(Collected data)
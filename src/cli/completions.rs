//! `scanstage completions` - Generate shell completions

use anyhow::{Context, Result};
use clap_complete::Shell;
use std::fs;
use std::path::Path;

pub fn generate_completions(shell: Shell) -> Result<String> {
    use clap_complete::generate;

    let mut cmd = super::build_cli();
    let mut buf = Vec::new();
    generate(shell, &mut cmd, "scanstage", &mut buf);

    String::from_utf8(buf).context("Failed to generate completions")
}

pub fn save_completions(completions: &str, output_path: &Path) -> Result<()> {
    fs::write(output_path, completions)
        .with_context(|| format!("Failed to write completions to: {}", output_path.display()))?;
    Ok(())
}

#[cfg(test)]
mod tests {
    use super::*;

    #[test]
    fn test_generate_bash_completions() {
        let completions = generate_completions(Shell::Bash).unwrap();
        assert!(completions.contains("scanstage"));
        assert!(completions.contains("props"));
    }

    #[test]
    fn test_generate_fish_completions() {
        let completions = generate_completions(Shell::Fish).unwrap();
        assert!(!completions.is_empty());
    }

    #[test]
    fn test_save_completions() {
        let dir = tempfile::TempDir::new().unwrap();
        let path = dir.path().join("scanstage.bash");
        save_completions("complete", &path).unwrap();
        assert_eq!(fs::read_to_string(path).unwrap(), "complete");
    }
}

**EXERCISE GOAL:** Reproduce the data shown above in its entirety, keeping each word as it is.

**YOUR SOLUTION:**
filename src/cli/completions.rs
//! `scanstage completions` - Generate shell completions

use anyhow::{Context, Result};
use clap_complete::Shell;
use std::fs;
use std::path::Path;

pub fn generate_completions(shell: Shell) -> Result<String> {
    use clap_complete::generate;

    let mut cmd = super::build_cli();
    let mut buf = Vec::new();
    generate(shell, &mut cmd, "scanstage", &mut buf);

    String::from_utf8(buf).context("Failed to generate completions")
}

pub fn save_completions(completions: &str, output_path: &Path) -> Result<()> {
    fs::write(output_path, completions)
        .with_context(|| format!("Failed to write completions to: {}", output_path.display()))?;
    Ok(())
}

#[cfg(test)]
mod tests {
    use super::*;

    #[test]
    fn test_generate_bash_completions() {
        let completions = generate_completions(Shell::Bash).unwrap();
        assert!(completions.contains("scanstage"));
        assert!(completions.contains("props"));
    }

    #[test]
    fn test_generate_fish_completions() {
        let completions = generate_completions(Shell::Fish).unwrap();
        assert!(!completions.is_empty());
    }

    #[test]
    fn test_save_completions() {
        let dir = tempfile::TempDir::new().unwrap();
        let path = dir.path().join("scanstage.bash");
        save_completions("complete", &path).unwrap();
        assert_eq!(fs::read_to_string(path).unwrap(), "complete");
    }
}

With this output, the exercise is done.